La serie racconta la prima fase delle camicie nere, dalla fondazione dei Fasci di combattimento nel 1919 al fatidico discorso del 3 gennaio 1925, quello in cui Mussolini si assume la responsabilità dell’omicidio Matteotti e segna, di fatto, l’inizio della dittatura in Italia; una rapida escalation ricca di cambi di direzione, di fallimenti e insperati sostegni, di tradimenti e ripensamenti, di congressi in cui l’abilità oratoria si rivela cruciale per piegare anche i “camerati” più riluttanti.

Marinelli dipinge un dittatore non solo spietato, ma anche impacciato, che usa bombe a mano come antistress, che non sa prepararsi una valigia, che viene sbeffeggiato dai socialisti mentre cova una vendetta che sembra più personale che politica (lui che fu cacciato dalla direzione dell’Avanti e poi ne ordina l’assalto e la distruzione della redazione). È un Mussolini istrionico, quasi uno stand-up comedian nelle sue doti da imbonitore, quasi una parodia di se stesso in tenuta da aviatore in volo verso Fiume, mentre intorno a lui gravita un caleidoscopio di figure losche e acute: Cesarino Rossi (il toscano consigliere, una sorta di personalissimo “grillo parlante”), Albino Volpi e Amerigo Dumini, gli organizzatori della violenza sistematica, due che al solo cenno del capo non esitano a scatenare l’inferno in un’osteria o a gettare bombe nei cortei socialisti.

E ancora Italo Balbo, Gabriele D’Annunzio, Margherita Sarfatti, l’amante raffinata che ne asseconda e indirizza le ambizioni (una bravissima Barbara Chichiarelli). E naturalmente i politici del periodo che con le loro titubanze e i loro balbettii aprirono la strada al ventennio (Nitti, Giolitti, il re Sciaboletta Vittorio Emanuele III), fino all’unico capace di opporvisi pagando con la morte, quel Giacomo Matteotti interpretato da Gaetano Bruno e dipinto come autentico eroe tragico.

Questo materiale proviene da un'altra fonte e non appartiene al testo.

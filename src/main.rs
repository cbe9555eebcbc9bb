use std::fs;

use canopy::{
    error::InterpretError,
    interpret,
    interpreter::{environment::Environment, evaluator::core::Evaluator, parser::core::Parser},
};
use clap::Parser as ClapParser;
use rustyline::{
    Completer, Editor, Helper, Highlighter, Hinter, Validator, error::ReadlineError,
    highlight::MatchingBracketHighlighter, validate::MatchingBracketValidator,
};

/// canopy is a small dynamically typed scripting language with first-class
/// functions, arrays and hashes.
#[derive(ClapParser, Debug)]
#[command(version, about, long_about = None)]
struct Args {
    /// Tells canopy to look at a file instead of a script.
    #[arg(short, long)]
    file: bool,

    /// Pipe mode is a feature that automatically prints out the final
    /// value of a canopy script.
    #[arg(short, long)]
    pipe_mode: bool,

    /// The script text, or a path to it with --file. When omitted, the
    /// REPL starts instead.
    contents: Option<String>,
}

fn main() {
    let args = Args::parse();

    let Some(contents) = args.contents else {
        if let Err(e) = repl() {
            eprintln!("{e}");
            std::process::exit(1);
        }
        return;
    };

    let script = if args.file {
        fs::read_to_string(&contents).unwrap_or_else(|_| {
            eprintln!("Failed to read the input file '{contents}'. Perhaps this file does not exist?");
            std::process::exit(1);
        })
    } else {
        contents
    };

    let mut output = String::new();
    match interpret(&script, &mut output) {
        Ok(value) => {
            print!("{output}");
            if args.pipe_mode {
                println!("{value}");
            }
        },
        Err(InterpretError::Runtime(error)) => {
            print!("{output}");
            eprintln!("ERROR: {error}");
            std::process::exit(1);
        },
        Err(error) => {
            eprintln!("{error}");
            std::process::exit(1);
        },
    }
}

#[derive(Completer, Helper, Highlighter, Hinter, Validator)]
struct InputValidator {
    #[rustyline(Validator)]
    brackets:    MatchingBracketValidator,
    #[rustyline(Highlighter)]
    highlighter: MatchingBracketHighlighter,
}

/// Runs the interactive loop with a persistent top-level environment.
///
/// Each line is parsed and evaluated on its own, but bindings survive
/// between lines, so functions and variables defined earlier stay
/// available.
fn repl() -> rustyline::Result<()> {
    println!("canopy {}", env!("CARGO_PKG_VERSION"));
    println!("Type 'exit' or press Ctrl-D to quit.");

    let env = Environment::new();
    let helper = InputValidator { brackets:    MatchingBracketValidator::new(),
                                  highlighter: MatchingBracketHighlighter::new(), };

    let mut rl = Editor::new()?;
    rl.set_helper(Some(helper));

    loop {
        match rl.readline("canopy> ") {
            Ok(line) => {
                rl.add_history_entry(line.as_str())?;

                let trimmed = line.trim();
                if trimmed.is_empty() {
                    continue;
                }
                if trimmed.eq_ignore_ascii_case("exit") {
                    break;
                }

                let mut parser = Parser::new(trimmed);
                let program = parser.parse_program();
                if !parser.errors().is_empty() {
                    for diagnostic in parser.errors() {
                        eprintln!("{diagnostic}");
                    }
                    continue;
                }

                let mut output = String::new();
                let mut evaluator = Evaluator::new(&mut output);
                match evaluator.eval_program(&program, &env) {
                    Ok(value) => {
                        print!("{output}");
                        println!("{value}");
                    },
                    Err(error) => {
                        print!("{output}");
                        eprintln!("ERROR: {error}");
                    },
                }
            },
            Err(ReadlineError::Interrupted) => {
                println!("Interrupted. Type 'exit' or Ctrl-D to quit.");
            },
            Err(ReadlineError::Eof) => {
                println!("Exiting.");
                break;
            },
            Err(error) => {
                eprintln!("Readline Error: {error:?}");
                break;
            },
        }
    }

    Ok(())
}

Diversamente dal romanzo di Scurati, l’adattamento della serie tv sceglie di impostare il racconto in prima persona, non come se leggessimo una storia, ma come se ne fossimo parte, accomunati da un destino che prende forma poco alla volta tra l’impotenza e la complicità degli italiani. Ciò che sorprende, sin dai primi episodi, è l’uso gratuito e talvolta immotivato della violenza, il dispositivo con cui Mussolini attizza il materiale incandescente di un manipolo di reietti abbandonati, reduci di guerra cui non è rimasto niente, «cani rabbiosi» e «materiale di risulta» con cui Mussolini si mette in mente, riuscendoci, di fare la storia.

Come aveva fatto Sergio Zavoli nella sua inchiesta del 1972 Nascita di una dittatura, intervistando decine e decine di testimoni di quella stagione, l’aspetto che qui interessa non è la parte di fascismo più nota (le leggi razziali, la guerra), ma la sua genesi, fatta di un risentimento mascherato da riscatto sociale, che incontra ben presto il favore dei ceti produttivi e della borghesia, cui viene facile promettere di «mutare la paura in odio».

In questo senso, il fascismo di M – Il figlio del secolo è da intendersi più come biografia della nazione che come racconto di un singolo individuo, il prodotto culturale di pulsioni e interessi solleticati al momento opportuno, la risposta a umori sopiti. C’è una frase che il Mussolini di Marinelli ripete spesso nei momenti cruciali di scelta e cambiamento della serie: «Sono come le bestie, sento il tempo che viene»; è in quella metafora contadina che si racchiude il senso non solo di un’ideologia, ma di un modo di essere che avrebbe segnato il costume italiano anche negli anni a venire.